Le cimetière Dakoro, Niger
Point de vue

Devoir d’histoire

Rony Brauman
Rony
Brauman

Médecin, diplômé de médecine tropicale et épidémiologie. Engagé dans l'action humanitaire depuis 1977, il a effectué de nombreuses missions, principalement dans le contexte de déplacements de populations et de conflits armés. Président de Médecins Sans Frontières de 1982 à 1994, il enseigne au Humanitarian and Conflict Response Institute (HCRI) et il est chroniqueur à Alternatives Economiques. Il est l'auteur de nombreux ouvrages et articles, dont "Guerre humanitaires ? Mensonges et Intox" (Textuel, 2018),"La Médecine Humanitaire" (PUF, 2010), "Penser dans l'urgence" (Editions du Seuil, 2006) et "Utopies Sanitaires" (Editions Le Pommier, 2000).

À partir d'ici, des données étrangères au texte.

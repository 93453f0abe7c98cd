#![warn(clippy::missing_docs_in_private_items)]

//! The general "library" code behind the escape room lighting server: the color model, the
//! serial led strip controller and the http surface triggering it.

/// The color model and its wire encoding.
pub mod color;

/// Screen blanking, slideshows and keystrokes.
pub mod display;

/// The hint pulse background task.
pub mod hint;

/// Exposes functionality for controlling the led strip.
pub mod lights;

/// Scoped serial device access and the device fault taxonomy.
pub mod link;

/// This module contains all of the web/http server types and logic.
pub mod server;

/// Interpolated transitions between colors.
pub mod transition;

En septembre 2001, les travaux de la conférence mondiale sur le racisme de Durban avaient été noyés dans le tumulte d’une compétition malsaine pour le titre de victime majeure. La question de la traite esclavagiste et du colonialisme était devenue l’objet d’une rivalité perverse avec la Shoah pour le titre de plus grand crime de l’histoire, à l’ombre du conflit israélo-palestinien. L’écriture de l’histoire sous forme de réquisitoire et sa dilution dans une mémoire de malheur sont le mouvement même de cette compétition malsaine. Lors des cérémonies d’avril dernier au mémorial de la Shoah de Jérusalem, le président polonais Aleksander Kwasniewski, constatant qu’un nombre record de 22.000 jeunes Israéliens s’étaient rendus à Auschwitz au cours de l’année écoulée, regrettait que ces voyages se limitent à un pèlerinage sur les lieux du désastre. Il appelait les participants à s’intéresser aux huit cents ans de vie juive en Pologne et à se souvenir que ce pays ne fut pas uniquement un territoire d’extermination des juifs. Renouer avec une longue histoire qui n’est pas celle d’un supplice séculaire est un but en soi. Cela permettrait aussi d’éviter que la principale leçon retenue par les jeunes Israéliens de ces voyages sur les lieux de la mise à mort de juifs hors d’état de se défendre soit que leur existence tient exclusivement à la puissance militaire de leur pays. On doit respect aux morts, on ne doit que la vérité aux vivants, disait Anatole France. L’importance prise dans l’espace public par la rhétorique de la mémoire tend à reléguer cet impératif dans les limbes.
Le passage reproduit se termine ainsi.